Aboû Yoûssouf écrit de nombreux livres contenant ses opinions et celles de son cheikh.Parmi ses ouvrages les plus connus, Kitâb al-kharâj traite des affaires financières de l’Etat et  a été écrit pour Hâroûn Ar-Rachîd.
Il transmet Kitâb al-âthâr qui contient un nombre de fatâwâ qu’Aboû Hanîfa a sélectionnées des Tâbi’în ou qui sont opposées aux positions existantes à Koûfa. Il écrit aussi un livre traitant des désaccords d’Ibnou Abî Laylâ avec Aboû Hanîfa, et soutient celui-ci même si les deux ont été ses enseignants.

·      Mouhammad Ibnou Al-Hassan Ach-Chaybânî : il fait partie des mawâlî (c’est-à-dire des convertis non arabes du début de l’Islam, souvent d’anciens esclaves affranchis par leur conversion et restés attachés à leur ancien maître arabe par un lien de dépendance appelé al-wala’). Il est né en 132 H et meurt en 189 H.
Il n’a que dix-huit ans au décès d’Aboû Hanîfa, pourtant il compile une étude du fiqh d’Irak plus complète que celle d’Aboû Yoûssouf.
Après avoir appris le fiqh d’opinion des Iraquiens, il se rend auprès de Mâlik et apprend le fiqh du hadîth, les transmissions et opinions de l’imâm Mâlik . Il reste auprès de celui-ci pendant  trois années. Il est nommé qâdî sous Ar-Rachîd. Il reste auprès d’Al-Awzâ’î, autre érudit, en Syrie.
Il est considéré comme le préservateur du fiqh d’Irak à la postérité. Il transmet le savoir d’Aboû Hanîfa et d’Aboû Yoûssouf et également Al-mouwatta’ de Mâlik.Son apparence compte beaucoup, à tel point qu’Ach-Châfi’î dit de lui : « Mouhammad Ibnou Al-Hassan ravit autant l’œil que le cœur ».
Les livres d’Ach-Chaybânî constituent la première source du fiqh hanafite : Al-mabsoût (appelé parfois Al-açl) et Al-Jâmi’ Aç-çaghîr, Al-jâmi’ Al-kabîr, Kitâb assiyar aç-çaghîr et Kitâb assiyar al-kabîr. Ses livres nommés Aç-çaghîr ont pu être révisés par son maître Aboû Yoûssouf, ce qui n’est pas le cas des livres nommés Al-Kabîr.

·      Zafar Ibnou Houdhayl : il accompagne Aboû Hanîfa avant les deux précédents disciples. Son père est arabe et sa mère perse. Il meurt en 158 H à l’âge de 84 ans.Il est très précis dans l’analogie. On ne lui connait aucun ouvrage, il transmet oralement les enseignements d’Aboû Hanîfa.
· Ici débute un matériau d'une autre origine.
//! Database access layer implementing the repository pattern.
//!
//! Repositories translate between domain models and the database schema.
//! All SQL lives here; the webhook endpoint and event processor go through
//! these repositories (directly or via the `breakwater-api` store trait)
//! so the unique-constraint semantics stay in one place.

use std::sync::Arc;

use sqlx::PgPool;

pub mod bookings;
pub mod payment_transactions;
pub mod webhook_events;

pub use payment_transactions::PaymentOutcome;
pub use webhook_events::InsertOutcome;

use crate::error::Result;

/// Container for all repository instances providing unified database access.
#[derive(Clone)]
pub struct Storage {
    /// Repository for webhook event records.
    pub webhook_events: Arc<webhook_events::Repository>,

    /// Repository for payment transactions and their booking updates.
    pub payment_transactions: Arc<payment_transactions::Repository>,

    /// Repository for bookings.
    pub bookings: Arc<bookings::Repository>,
}

impl Storage {
    /// Creates a new storage instance with the given connection pool.
    pub fn new(pool: PgPool) -> Self {
        let pool = Arc::new(pool);

        Self {
            webhook_events: Arc::new(webhook_events::Repository::new(pool.clone())),
            payment_transactions: Arc::new(payment_transactions::Repository::new(pool.clone())),
            bookings: Arc::new(bookings::Repository::new(pool)),
        }
    }

    /// Performs a health check on the database connection.
    ///
    /// # Errors
    ///
    /// Returns `CoreError::Database` if the connection is unhealthy.
    pub async fn health_check(&self) -> Result<()> {
        let _: (i32,) = sqlx::query_as("SELECT 1").fetch_one(&*self.webhook_events.pool()).await?;

        Ok(())
    }
}
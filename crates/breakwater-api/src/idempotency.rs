//! Two-tier idempotency lookup for inbound events.
//!
//! The fast tier is an in-process TTL cache holding the response payload
//! of recently processed events; it absorbs the common rapid-retry burst
//! from the sender. The durable tier is the `webhook_events` table, which
//! remains the authority: a cache miss proves nothing, and the unique
//! key constraint (not this cache) arbitrates concurrent duplicates.

use std::{sync::Arc, time::Duration};

use breakwater_core::error::Result;
use moka::future::Cache;
use serde_json::Value;

use crate::store::WebhookStore;

/// Two-tier (cache + durable) idempotency store.
#[derive(Clone)]
pub struct IdempotencyStore {
    cache: Cache<String, Value>,
    store: Arc<dyn WebhookStore>,
}

impl IdempotencyStore {
    /// Creates a store with the given cache capacity and entry TTL.
    pub fn new(store: Arc<dyn WebhookStore>, max_capacity: u64, ttl: Duration) -> Self {
        let cache = Cache::builder().max_capacity(max_capacity).time_to_live(ttl).build();

        Self { cache, store }
    }

    /// Looks up the prior outcome for an idempotency key.
    ///
    /// Checks the cache first; on miss, consults the durable store for an
    /// event whose processing already completed and re-caches the
    /// already-processed response.
    ///
    /// # Errors
    ///
    /// Propagates durable-store failures; the caller treats these as
    /// persistence errors.
    pub async fn get(&self, key: &str) -> Result<Option<Value>> {
        if let Some(hit) = self.cache.get(key).await {
            return Ok(Some(hit));
        }

        let Some(event) = self.store.find_event_by_key(key.to_string()).await? else {
            return Ok(None);
        };

        if event.processed_at.is_none() {
            return Ok(None);
        }

        let response = serde_json::json!({
            "status": "already_processed",
            "event_id": event.id,
        });
        self.cache.insert(key.to_string(), response.clone()).await;

        Ok(Some(response))
    }

    /// Caches the response for a freshly processed event.
    pub async fn record(&self, key: &str, response: Value) {
        self.cache.insert(key.to_string(), response).await;
    }
}
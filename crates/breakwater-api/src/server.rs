//! HTTP server setup and request routing.
//!
//! Wires the webhook endpoint, health probes, and circuit stats into an
//! Axum router with tracing, timeout enforcement, and request-id
//! propagation, and serves it with graceful shutdown on SIGINT/SIGTERM.

use std::{net::SocketAddr, sync::Arc};

use axum::{
    extract::Request,
    middleware::{self, Next},
    response::Response,
    routing::{get, post},
    Router,
};
use breakwater_core::Clock;
use breakwater_guard::BreakerRegistry;
use tower_http::{timeout::TimeoutLayer, trace::TraceLayer};
use tracing::{error, info, warn};
use uuid::Uuid;

use crate::{
    config::Config, handlers, idempotency::IdempotencyStore, processor::EventProcessor,
    store::WebhookStore,
};

/// Shared application state handed to every handler.
#[derive(Clone)]
pub struct AppState {
    /// Service configuration.
    pub config: Arc<Config>,
    /// Durable store for events, payments, and bookings.
    pub store: Arc<dyn WebhookStore>,
    /// Two-tier idempotency lookup.
    pub idempotency: IdempotencyStore,
    /// Event-type dispatcher.
    pub processor: Arc<EventProcessor>,
    /// Outbound circuit breaker registry (exposed via `/stats/circuits`).
    pub registry: Arc<BreakerRegistry>,
    /// Time source.
    pub clock: Arc<dyn Clock>,
}

impl AppState {
    /// Builds application state, constructing the idempotency store and
    /// event processor over the given durable store.
    pub fn new(
        config: Arc<Config>,
        store: Arc<dyn WebhookStore>,
        registry: Arc<BreakerRegistry>,
        clock: Arc<dyn Clock>,
    ) -> Self {
        let idempotency = IdempotencyStore::new(
            store.clone(),
            config.idempotency_cache_capacity,
            config.idempotency_ttl(),
        );
        let processor = Arc::new(EventProcessor::new(store.clone(), clock.clone()));

        Self { config, store, idempotency, processor, registry, clock }
    }
}

/// Creates the Axum router with all routes and middleware.
pub fn create_router(state: AppState) -> Router {
    let request_timeout = state.config.request_timeout();

    let health_routes = Router::new()
        .route("/health", get(handlers::health_check))
        .route("/ready", get(handlers::readiness_check))
        .route("/live", get(handlers::liveness_check))
        .route("/stats/circuits", get(handlers::circuit_stats));

    let webhook_routes =
        Router::new().route("/webhooks/{provider}", post(handlers::receive_webhook));

    Router::new()
        .merge(health_routes)
        .merge(webhook_routes)
        .layer(TimeoutLayer::new(request_timeout))
        .layer(TraceLayer::new_for_http())
        .layer(middleware::from_fn(inject_request_id))
        .with_state(state)
}

/// Middleware injecting an `X-Request-Id` header for cross-service
/// tracing.
async fn inject_request_id(req: Request, next: Next) -> Response {
    let request_id = Uuid::new_v4().to_string();

    let mut req = req;
    req.extensions_mut().insert(request_id.clone());

    let mut response = next.run(req).await;

    if let Ok(header_value) = request_id.parse() {
        response.headers_mut().insert("X-Request-Id", header_value);
    }

    response
}

/// Starts the HTTP server with graceful shutdown support.
///
/// # Errors
///
/// Returns `std::io::Error` if the port is already in use or the network
/// interface is unavailable.
pub async fn start_server(state: AppState, addr: SocketAddr) -> Result<(), std::io::Error> {
    let app = create_router(state);

    let listener = tokio::net::TcpListener::bind(addr).await?;
    info!("HTTP server listening on {}", listener.local_addr()?);

    axum::serve(listener, app).with_graceful_shutdown(shutdown_signal()).await?;

    info!("HTTP server stopped gracefully");
    Ok(())
}

/// Waits for shutdown signal (CTRL+C or SIGTERM).
async fn shutdown_signal() {
    let ctrl_c = async {
        if let Err(e) = tokio::signal::ctrl_c().await {
            error!("failed to install Ctrl+C handler: {}", e);
        }
    };

    #[cfg(unix)]
    let terminate = async {
        match tokio::signal::unix::signal(tokio::signal::unix::SignalKind::terminate()) {
            Ok(mut signal) => {
                signal.recv().await;
            },
            Err(e) => {
                error!("failed to install SIGTERM handler: {}", e);
            },
        }
    };

    #[cfg(not(unix))]
    let terminate = std::future::pending::<()>();

    tokio::select! {
        () = ctrl_c => {
            info!("received CTRL+C, starting graceful shutdown");
        },
        () = terminate => {
            info!("received SIGTERM, starting graceful shutdown");
        },
    }

    warn!("waiting for in-flight requests to complete");
}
Il devient le qâdî de Bassora du vivant d’Aboû Hanîfa. Lors de sa nomination, Aboû Hanîfa lui dit : « Tu connais l’animosité, l’envie et la rivalité qui existent entre nous et les gens de Bassora. Je ne pense pas qu’ils t’épargneront. » Lorsqu’il se rend à Bassora, les savants se rassemblent autour de lui et se mettent à débattre avec lui sur le fiqh, jour après jour. Quand il constate qu’ils acceptent ses arguments, il leur dit : « C’est la position d’Aboû Hanîfa. » Il persévère ainsi jusqu’à ce qu’ils finissent par l’accepter complètement et que leur haine se transforme en affection.
Il remplace Aboû Hanîfa dans son cercle après sa mort (150H) et Aboû Yoûssouf lui succède après.